- O rei Willem-Alexander nomeou um governo minoritário de coligação nos Países Baixos, liderado por Rob Jetten, que toma posse em Haia.
- A coligação, composta por D66, Democratas Cristãos (centr-centro-direita) e VVD (centro-direita), tem 66 dos 150 lugares da Câmara Baixa.
- Jetten precisa de negociar com a oposição para aprovar leis, pois o governo não tem maioria estável. A oposição quer evitar cortes nos cuidados de saúde e na segurança social.
- A posse ocorreu no Palácio Real Huis ten Bosch, com a primeira reunião do governo marcada para a tarde.
- Jetten propõe uma agenda progressista focada em energia verde, habitação (promete criar 10 novas cidades e 100.000 casas por ano), integração migratória e reforço das relações com a União Europeia e os Estados Unidos.

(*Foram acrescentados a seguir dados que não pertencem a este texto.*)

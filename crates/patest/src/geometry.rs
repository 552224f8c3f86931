//! 2D geometry helpers for bed layout.
//!
//! Thin wrappers around nalgebra plus an axis-aligned rectangle used for
//! patch footprints and the printable area.

use serde::{Deserialize, Serialize};

/// A point on the bed (mm).
pub type Point2 = nalgebra::Point2<f64>;

/// A 2D displacement (mm).
pub type Vec2 = nalgebra::Vector2<f64>;

/// An axis-aligned rectangle on the bed.
#[derive(Debug, Clone, Copy, PartialEq, Serialize, Deserialize)]
pub struct Rect {
    /// Lower-left corner.
    pub min: [f64; 2],
    /// Upper-right corner.
    pub max: [f64; 2],
}

impl Rect {
    /// Create a rectangle from two corners.
    ///
    /// Corners are sorted, so the arguments may come in any order.
    pub fn new(a: [f64; 2], b: [f64; 2]) -> Self {
        Self {
            min: [a[0].min(b[0]), a[1].min(b[1])],
            max: [a[0].max(b[0]), a[1].max(b[1])],
        }
    }

    /// Rectangle with a given lower-left corner and size.
    pub fn from_origin_size(origin: Point2, size: Vec2) -> Self {
        Self::new(
            [origin.x, origin.y],
            [origin.x + size.x, origin.y + size.y],
        )
    }

    /// Width along X (mm).
    pub fn width(&self) -> f64 {
        self.max[0] - self.min[0]
    }

    /// Depth along Y (mm).
    pub fn height(&self) -> f64 {
        self.max[1] - self.min[1]
    }

    /// Center point.
    pub fn center(&self) -> Point2 {
        Point2::new(
            (self.min[0] + self.max[0]) / 2.0,
            (self.min[1] + self.max[1]) / 2.0,
        )
    }

    /// Does the rectangle contain the point (boundary inclusive)?
    pub fn contains(&self, p: &Point2) -> bool {
        p.x >= self.min[0] && p.x <= self.max[0] && p.y >= self.min[1] && p.y <= self.max[1]
    }

    /// Is `other` entirely inside this rectangle (boundary inclusive)?
    pub fn contains_rect(&self, other: &Rect) -> bool {
        other.min[0] >= self.min[0]
            && other.min[1] >= self.min[1]
            && other.max[0] <= self.max[0]
            && other.max[1] <= self.max[1]
    }

    /// Do the interiors of the two rectangles overlap?
    ///
    /// Shared edges do not count as an overlap, so patches placed exactly
    /// side by side are considered disjoint.
    pub fn intersects(&self, other: &Rect) -> bool {
        self.min[0] < other.max[0]
            && other.min[0] < self.max[0]
            && self.min[1] < other.max[1]
            && other.min[1] < self.max[1]
    }

    /// Shrink the rectangle by `d` on every side.
    ///
    /// Returns `None` when the inset would leave no area.
    pub fn inset(&self, d: f64) -> Option<Self> {
        let r = Self {
            min: [self.min[0] + d, self.min[1] + d],
            max: [self.max[0] - d, self.max[1] - d],
        };
        if r.width() <= 0.0 || r.height() <= 0.0 {
            None
        } else {
            Some(r)
        }
    }

    /// Rectangle shifted by a displacement.
    pub fn translated(&self, by: Vec2) -> Self {
        Self {
            min: [self.min[0] + by.x, self.min[1] + by.y],
            max: [self.max[0] + by.x, self.max[1] + by.y],
        }
    }
}

#[cfg(test)]
mod tests {
    use super::*;

    #[test]
    fn test_rect_basics() {
        let r = Rect::new([10.0, 10.0], [190.0, 150.0]);
        assert_eq!(r.width(), 180.0);
        assert_eq!(r.height(), 140.0);
        assert_eq!(r.center(), Point2::new(100.0, 80.0));
        assert!(r.contains(&Point2::new(10.0, 10.0)));
        assert!(!r.contains(&Point2::new(9.9, 10.0)));
    }

    #[test]
    fn test_rect_corner_order() {
        let r = Rect::new([5.0, 8.0], [1.0, 2.0]);
        assert_eq!(r.min, [1.0, 2.0]);
        assert_eq!(r.max, [5.0, 8.0]);
    }

    #[test]
    fn test_intersects_excludes_shared_edge() {
        let a = Rect::new([0.0, 0.0], [10.0, 10.0]);
        let b = Rect::new([10.0, 0.0], [20.0, 10.0]);
        let c = Rect::new([9.0, 0.0], [20.0, 10.0]);
        assert!(!a.intersects(&b));
        assert!(a.intersects(&c));
        assert!(c.intersects(&a));
    }

    #[test]
    fn test_inset() {
        let r = Rect::new([0.0, 0.0], [100.0, 40.0]);
        let inner = r.inset(10.0).unwrap();
        assert_eq!(inner.min, [10.0, 10.0]);
        assert_eq!(inner.max, [90.0, 30.0]);
        assert!(r.inset(20.0).is_none());
        assert!(r.inset(25.0).is_none());
    }

    #[test]
    fn test_contains_rect() {
        let outer = Rect::new([0.0, 0.0], [100.0, 100.0]);
        let inner = Rect::new([10.0, 10.0], [50.0, 50.0]);
        assert!(outer.contains_rect(&inner));
        assert!(!inner.contains_rect(&outer));
        assert!(outer.contains_rect(&outer));
    }
}
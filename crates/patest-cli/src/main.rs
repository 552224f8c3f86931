//! patest CLI - pressure advance calibration generator
//!
//! Generates one G-code test file per printer/filament pair described in
//! a TOML configuration.

use anyhow::{bail, Context, Result};
use clap::{Parser, Subcommand};
use std::fs;
use std::path::{Path, PathBuf};

use patest::{BedShape, Filament, GcodeGenerator, Printer};

mod config;

use config::Config;

#[derive(Parser)]
#[command(name = "patest")]
#[command(about = "Pressure advance calibration G-code generator", long_about = None)]
struct Cli {
    #[command(subcommand)]
    command: Option<Commands>,
}

#[derive(Subcommand)]
enum Commands {
    /// Generate G-code for every printer/filament pair in the config
    Generate {
        /// Configuration file
        #[arg(short, long, default_value = "patest.toml")]
        config: PathBuf,
        /// Output directory; one subdirectory is created per printer
        #[arg(short, long, default_value = "gcode")]
        output: PathBuf,
    },
    /// Write a commented starter configuration file
    Init {
        /// Where to write it
        #[arg(default_value = "patest.toml")]
        path: PathBuf,
        /// Overwrite an existing file
        #[arg(long)]
        force: bool,
    },
    /// List the built-in printer and filament profiles
    Profiles,
}

fn main() -> Result<()> {
    let cli = Cli::parse();

    match cli.command {
        Some(Commands::Generate { config, output }) => {
            generate_all(&config, &output)?;
        }
        Some(Commands::Init { path, force }) => {
            init_config(&path, force)?;
        }
        Some(Commands::Profiles) => {
            list_profiles();
        }
        None => {
            // Default to generating with the default paths
            generate_all(Path::new("patest.toml"), Path::new("gcode"))?;
        }
    }

    Ok(())
}

fn generate_all(config_path: &Path, output: &Path) -> Result<()> {
    let config = Config::load(config_path)?;

    let mut files = 0usize;
    let mut grams = 0.0;
    for printer in &config.printers {
        let dir = output.join(sanitize(&printer.name));
        fs::create_dir_all(&dir)
            .with_context(|| format!("cannot create {}", dir.display()))?;
        for filament in &config.filaments {
            let doc = GcodeGenerator::new(printer, filament)
                .with_settings(config.pattern)
                .generate()
                .with_context(|| {
                    format!("generation failed for {} / {}", printer.name, filament.name)
                })?;
            let path = dir.join(format!("{}.gcode", sanitize(&filament.name)));
            fs::write(&path, doc.content())
                .with_context(|| format!("cannot write {}", path.display()))?;
            println!(
                "{}: {} patches, {:.2} g, about {}",
                path.display(),
                doc.stats.pattern_count,
                doc.stats.filament_grams,
                doc.stats.time_formatted()
            );
            files += 1;
            grams += doc.stats.filament_grams;
        }
    }
    println!("{} file(s), {:.2} g of filament total", files, grams);
    Ok(())
}

fn init_config(path: &Path, force: bool) -> Result<()> {
    if path.exists() && !force {
        bail!("{} already exists (use --force to overwrite)", path.display());
    }
    fs::write(path, config::STARTER)
        .with_context(|| format!("cannot write {}", path.display()))?;
    println!("Wrote {}", path.display());
    Ok(())
}

fn list_profiles() {
    println!("Printers:");
    for printer in Printer::all_profiles() {
        let note = if printer.flavor.supports_pressure_advance() {
            ""
        } else {
            " - no pressure advance command"
        };
        println!(
            "  {} ({:?}, {}){}",
            printer.name,
            printer.flavor,
            bed_description(&printer.bed),
            note
        );
    }
    println!();
    println!("Filaments:");
    for filament in Filament::all_profiles() {
        println!(
            "  {} ({}C/{}C, PA {} to {} step {})",
            filament.name,
            filament.hotend_temp,
            filament.bed_temp,
            filament.pa_start,
            filament.pa_end,
            filament.pa_step
        );
    }
}

fn bed_description(bed: &BedShape) -> String {
    match *bed {
        BedShape::Rectangular { x, y } => format!("{x:.0}x{y:.0}mm"),
        BedShape::Round { diameter } => format!("{diameter:.0}mm round"),
    }
}

/// File-system friendly version of a profile name.
fn sanitize(name: &str) -> String {
    let mut out = String::with_capacity(name.len());
    let mut prev_dash = false;
    for c in name.chars() {
        if c.is_ascii_alphanumeric() || matches!(c, '.' | '_') {
            out.push(c);
            prev_dash = false;
        } else if !prev_dash && !out.is_empty() {
            out.push('-');
            prev_dash = true;
        }
    }
    let out = out.trim_matches(['.', '-']);
    if out.is_empty() {
        "unnamed".to_string()
    } else {
        out.to_string()
    }
}

#[cfg(test)]
mod tests {
    use super::*;

    #[test]
    fn test_sanitize_names() {
        assert_eq!(sanitize("Creality Ender 3"), "Creality-Ender-3");
        assert_eq!(sanitize("Voron 2.4 (350mm)"), "Voron-2.4-350mm");
        assert_eq!(sanitize("PLA"), "PLA");
        assert_eq!(sanitize("../../etc"), "etc");
        assert_eq!(sanitize(""), "unnamed");
    }
}
#![warn(missing_docs)]

//! Pressure advance calibration G-code generator.
//!
//! Produces one G-code document per (printer, filament) pair. Each
//! document prints a grid of single-layer test patches, one patch per
//! pressure-advance value in the filament's sweep, with the value printed
//! underneath so the best setting can be read straight off the bed.
//!
//! # Example
//!
//! ```ignore
//! use patest::{generate, Filament, Printer};
//!
//! let printer = Printer::ender3();
//! let filament = Filament::pla();
//! let doc = generate(&printer, &filament)?;
//!
//! println!("patches: {}", doc.stats.pattern_count);
//! println!("filament: {:.2} g", doc.stats.filament_grams);
//! std::fs::write("pa-test.gcode", doc.content())?;
//! ```

pub mod error;
pub mod filament;
pub mod flavor;
pub mod gcode;
pub mod generator;
pub mod geometry;
pub mod layout;
pub mod pattern;
pub mod printer;

pub use error::{ConfigError, Result};
pub use filament::Filament;
pub use flavor::GcodeFlavor;
pub use gcode::{GcodeDocument, GcodeStats, GcodeWriter};
pub use generator::{generate, GcodeGenerator};
pub use geometry::{Point2, Rect, Vec2};
pub use layout::{layout_grid, Placement};
pub use pattern::{PatternKind, PatternSettings, Segment, SpeedTier, TestPattern};
pub use printer::{BedShape, Printer};
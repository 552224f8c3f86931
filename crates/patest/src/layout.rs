//! Grid placement of test patches on the printable area.
//!
//! Patches are placed row-major from the bottom-left corner of the
//! printable area, in ascending pressure-advance order, with a clearance
//! gap between neighbours. Placement either succeeds for every patch or
//! fails before any G-code exists.

use crate::error::{ConfigError, Result};
use crate::geometry::{Point2, Rect, Vec2};

/// Slack for comparisons against area edges.
const EPSILON: f64 = 1e-9;

/// One patch's spot on the bed.
#[derive(Debug, Clone, Copy, PartialEq)]
pub struct Placement {
    /// Position in the sweep, starting at 0.
    pub index: usize,
    /// The pressure-advance value printed at this spot.
    pub pa: f64,
    /// Bottom-left corner of the patch in bed coordinates.
    pub origin: Point2,
}

impl Placement {
    /// The bed-coordinate box this patch occupies.
    pub fn bounds(&self, footprint: Vec2) -> Rect {
        Rect::from_origin_size(self.origin, footprint)
    }
}

/// Place one patch per sweep value inside `area`.
///
/// Columns per row is the largest number of footprints (plus gaps) that
/// fit the area's width, capped at the patch count. Fails with
/// [`ConfigError::PatternsDoNotFit`] when not even one column fits or the
/// rows outgrow the area's height. On success the returned boxes are
/// pairwise disjoint and all inside `area`.
pub fn layout_grid(
    pa_values: &[f64],
    footprint: Vec2,
    area: &Rect,
    spacing: f64,
) -> Result<Vec<Placement>> {
    let count = pa_values.len();
    if count == 0 {
        return Ok(Vec::new());
    }

    let does_not_fit = || ConfigError::PatternsDoNotFit {
        count,
        patch_x: footprint.x,
        patch_y: footprint.y,
        area_x: area.width(),
        area_y: area.height(),
    };

    // n columns need n widths and n-1 gaps.
    let cols_fit = ((area.width() + spacing) / (footprint.x + spacing) + EPSILON).floor();
    if cols_fit < 1.0 {
        return Err(does_not_fit());
    }
    let cols = (cols_fit as usize).min(count);
    let rows = count.div_ceil(cols);
    let needed_height = rows as f64 * footprint.y + (rows - 1) as f64 * spacing;
    if needed_height > area.height() + EPSILON {
        return Err(does_not_fit());
    }

    let placements = pa_values
        .iter()
        .enumerate()
        .map(|(index, &pa)| {
            let col = (index % cols) as f64;
            let row = (index / cols) as f64;
            Placement {
                index,
                pa,
                origin: Point2::new(
                    area.min[0] + col * (footprint.x + spacing),
                    area.min[1] + row * (footprint.y + spacing),
                ),
            }
        })
        .collect();
    Ok(placements)
}
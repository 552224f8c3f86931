//! Filament profile definitions.

use serde::{Deserialize, Serialize};

use crate::error::{ConfigError, Result};
use crate::printer::Printer;

/// Relative slack used when counting sweep steps, so ranges like
/// 0.0..0.06 by 0.02 yield four values instead of three.
const SWEEP_EPSILON: f64 = 1e-6;

/// Filament profile with material-specific settings.
///
/// Immutable once defined. Carries the pressure-advance sweep to test,
/// since the useful range depends on the material as much as the machine.
#[derive(Debug, Clone, Serialize, Deserialize)]
#[serde(default)]
pub struct Filament {
    /// Profile name. Used for the output file name.
    pub name: String,
    /// Print hotend temperature (°C).
    pub hotend_temp: u32,
    /// First layer hotend temperature (°C).
    pub first_layer_hotend_temp: u32,
    /// Print bed temperature (°C).
    pub bed_temp: u32,
    /// First layer bed temperature (°C).
    pub first_layer_bed_temp: u32,
    /// Part cooling fan duty (0-100 %).
    pub fan_percent: f64,
    /// First layer fan duty (0-100 %).
    pub first_layer_fan_percent: f64,
    /// Retraction length (mm).
    pub retract_length: f64,
    /// Retraction speed (mm/s).
    pub retract_speed: f64,
    /// Extra filament pushed on deretract (mm).
    pub restart_extra: f64,
    /// Z lift while retracted (mm).
    pub z_lift: f64,
    /// Extrusion multiplier (percent, 100 = neutral).
    pub flow_percent: f64,
    /// Extrusion line width (mm). Defaults to 1.125× the nozzle diameter
    /// when not set.
    pub line_width: Option<f64>,
    /// Density (g/cm³), for the filament-usage statistic.
    pub density: f64,
    /// First pressure advance value to test.
    pub pa_start: f64,
    /// Last pressure advance value to test (inclusive).
    pub pa_end: f64,
    /// Increment between tested values.
    pub pa_step: f64,
}

impl Default for Filament {
    fn default() -> Self {
        Self::pla()
    }
}

impl Filament {
    /// Generic PLA profile.
    pub fn pla() -> Self {
        Self {
            name: "PLA".into(),
            hotend_temp: 205,
            first_layer_hotend_temp: 215,
            bed_temp: 60,
            first_layer_bed_temp: 65,
            fan_percent: 100.0,
            first_layer_fan_percent: 0.0,
            retract_length: 0.8,
            retract_speed: 35.0,
            restart_extra: 0.0,
            z_lift: 0.2,
            flow_percent: 100.0,
            line_width: None,
            density: 1.24,
            pa_start: 0.0,
            pa_end: 0.1,
            pa_step: 0.005,
        }
    }

    /// Generic PETG profile.
    pub fn petg() -> Self {
        Self {
            name: "PETG".into(),
            hotend_temp: 240,
            first_layer_hotend_temp: 245,
            bed_temp: 80,
            first_layer_bed_temp: 85,
            fan_percent: 50.0,
            flow_percent: 97.0,
            density: 1.27,
            ..Self::pla()
        }
    }

    /// Generic ABS profile.
    pub fn abs() -> Self {
        Self {
            name: "ABS".into(),
            hotend_temp: 250,
            first_layer_hotend_temp: 255,
            bed_temp: 100,
            first_layer_bed_temp: 105,
            fan_percent: 20.0,
            density: 1.04,
            ..Self::pla()
        }
    }

    /// Get all built-in profiles.
    pub fn all_profiles() -> Vec<Self> {
        vec![Self::pla(), Self::petg(), Self::abs()]
    }

    /// Look up a built-in profile by name (case-insensitive).
    pub fn builtin(name: &str) -> Option<Self> {
        Self::all_profiles()
            .into_iter()
            .find(|f| f.name.eq_ignore_ascii_case(name))
    }

    /// Line width to extrude at on the given printer.
    pub fn line_width_for(&self, printer: &Printer) -> f64 {
        self.line_width
            .unwrap_or(printer.nozzle_diameter * 1.125)
    }

    /// The pressure advance values of the sweep, ascending.
    ///
    /// `pa_start == pa_end` tests exactly one value. Otherwise the count is
    /// `floor((pa_end - pa_start) / pa_step) + 1`, and the last value lands
    /// on `pa_end` or within one step below it.
    pub fn pa_values(&self) -> Result<Vec<f64>> {
        if self.pa_start < 0.0 {
            return Err(ConfigError::InvalidSweep(format!(
                "pa_start {} is negative",
                self.pa_start
            )));
        }
        if self.pa_start == self.pa_end {
            return Ok(vec![self.pa_start]);
        }
        if self.pa_end < self.pa_start {
            return Err(ConfigError::InvalidSweep(format!(
                "pa_end {} is below pa_start {}",
                self.pa_end, self.pa_start
            )));
        }
        if self.pa_step <= 0.0 {
            return Err(ConfigError::InvalidSweep(format!(
                "pa_step {} must be positive for an ascending sweep",
                self.pa_step
            )));
        }
        let span = (self.pa_end - self.pa_start) / self.pa_step;
        let count = (span + SWEEP_EPSILON).floor() as usize + 1;
        Ok((0..count)
            .map(|i| self.pa_start + i as f64 * self.pa_step)
            .collect())
    }

    /// Validate the profile against the printer it will run on.
    pub fn validate_for(&self, printer: &Printer) -> Result<()> {
        for (field, temp) in [
            ("hotend_temp", self.hotend_temp),
            ("first_layer_hotend_temp", self.first_layer_hotend_temp),
        ] {
            if temp == 0 || temp > printer.max_hotend_temp {
                return Err(self.invalid(format!(
                    "{field} {temp} °C is outside (0, {}] °C",
                    printer.max_hotend_temp
                )));
            }
        }
        for (field, temp) in [
            ("bed_temp", self.bed_temp),
            ("first_layer_bed_temp", self.first_layer_bed_temp),
        ] {
            if temp > printer.max_bed_temp {
                return Err(self.invalid(format!(
                    "{field} {temp} °C exceeds bed limit {} °C",
                    printer.max_bed_temp
                )));
            }
        }
        for (field, fan) in [
            ("fan_percent", self.fan_percent),
            ("first_layer_fan_percent", self.first_layer_fan_percent),
        ] {
            if !(0.0..=100.0).contains(&fan) {
                return Err(self.invalid(format!("{field} {fan} is outside 0-100 %")));
            }
        }
        if self.retract_length < 0.0 || self.restart_extra < 0.0 || self.z_lift < 0.0 {
            return Err(self.invalid("retraction distances must not be negative"));
        }
        if self.retract_speed <= 0.0 || self.retract_speed > printer.max_feedrate {
            return Err(self.invalid(format!(
                "retract_speed must be within (0, {}] mm/s",
                printer.max_feedrate
            )));
        }
        if self.flow_percent <= 0.0 {
            return Err(self.invalid("flow_percent must be positive"));
        }
        if self.line_width_for(printer) <= 0.0 {
            return Err(self.invalid("line_width must be positive"));
        }
        if self.density <= 0.0 {
            return Err(self.invalid("density must be positive"));
        }
        Ok(())
    }

    fn invalid(&self, reason: impl Into<String>) -> ConfigError {
        ConfigError::InvalidFilament {
            name: self.name.clone(),
            reason: reason.into(),
        }
    }
}

#[cfg(test)]
mod tests {
    use super::*;
    use approx::assert_relative_eq;

    #[test]
    fn test_profiles_validate() {
        let printer = Printer::generic();
        for filament in Filament::all_profiles() {
            filament
                .validate_for(&printer)
                .unwrap_or_else(|e| panic!("{}: {e}", filament.name));
        }
    }

    #[test]
    fn test_pa_values_count() {
        let filament = Filament {
            pa_start: 0.0,
            pa_end: 0.06,
            pa_step: 0.02,
            ..Filament::pla()
        };
        let values = filament.pa_values().unwrap();
        assert_eq!(values.len(), 4);
        for (value, expected) in values.iter().zip([0.0, 0.02, 0.04, 0.06]) {
            assert_relative_eq!(*value, expected, epsilon = 1e-12);
        }
    }

    #[test]
    fn test_pa_values_single() {
        let filament = Filament {
            pa_start: 0.05,
            pa_end: 0.05,
            pa_step: 0.0,
            ..Filament::pla()
        };
        assert_eq!(filament.pa_values().unwrap(), vec![0.05]);
    }

    #[test]
    fn test_pa_values_partial_last_step() {
        let filament = Filament {
            pa_start: 0.0,
            pa_end: 0.05,
            pa_step: 0.02,
            ..Filament::pla()
        };
        // 0.0, 0.02, 0.04; 0.06 would overshoot.
        assert_eq!(filament.pa_values().unwrap().len(), 3);
    }

    #[test]
    fn test_pa_values_rejects_inverted() {
        let filament = Filament {
            pa_start: 0.1,
            pa_end: 0.0,
            pa_step: 0.02,
            ..Filament::pla()
        };
        assert!(matches!(
            filament.pa_values(),
            Err(ConfigError::InvalidSweep(_))
        ));
    }

    #[test]
    fn test_pa_values_rejects_zero_step() {
        let filament = Filament {
            pa_start: 0.0,
            pa_end: 0.1,
            pa_step: 0.0,
            ..Filament::pla()
        };
        assert!(filament.pa_values().is_err());
    }

    #[test]
    fn test_temp_limit_enforced() {
        let printer = Printer::generic();
        let filament = Filament {
            hotend_temp: 400,
            ..Filament::pla()
        };
        assert!(matches!(
            filament.validate_for(&printer),
            Err(ConfigError::InvalidFilament { .. })
        ));
    }

    #[test]
    fn test_default_line_width_follows_nozzle() {
        let filament = Filament::pla();
        let printer = Printer::generic();
        assert_relative_eq!(filament.line_width_for(&printer), 0.45, epsilon = 1e-9);
        let wide = Printer::duet_hevo();
        assert_relative_eq!(filament.line_width_for(&wide), 0.9, epsilon = 1e-9);
    }
}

O rei Willem-Alexander nomeou, nesta segunda-feira, um governo minoritário de coligação nos Países Baixos, liderado por Rob Jetten. A cerimónia ocorreu no Palácio Real Huis ten Bosch, em Haia, com a posse perante o monarca. O governo começa em tempos incertos.
A nova coligação é formada pelo D66, VVD e os democratas-cristãos, somando 66 lugares na Câmara Baixa, dos 150 existentes. Assim, Jetten depende do apoio da oposição para aprovar leis e medidas.
Jetten é o primeiro-ministro mais jovem do país e o único que é abertamente homossexual no cargo. Anunciou um rumo progressista, mantendo foco em energia verde, habitação e prevenção na saúde.
Composição e desafio político
Apesar da maioria reduzida, o governo planeia avançar com a agenda legislativa com negociações com a oposição. O principal obstáculo vem do GroenLinks-PvdA, que já criticou planos de cortes em saúde e proteção social.
Contexto eleitoral e prioridades
A coligação surgiu após eleições de outubro, em que o D66 venceu por pouco o PVV de extrema-direita. O PVV saiu da anterior coligação, que foi considerada a mais à direita da história recente.
Objetivos estratégicos do governo
Jetten propõe reduzir burocracia na habitação, visando 100 mil casas anuais e a construção de 10 novas cidades. Também pretende intensificar programas de integração para migrantes e regras de asilo, com foco na UE.
Relações internacionais
O primeiro-ministro destacou a importância de restabelecer o papel dos Países Baixos na UE e manter laços fortes com os EUA, parceiros comerciais centrais. O governo pretende atuar de forma mais integrada com Bruxelas e Washington.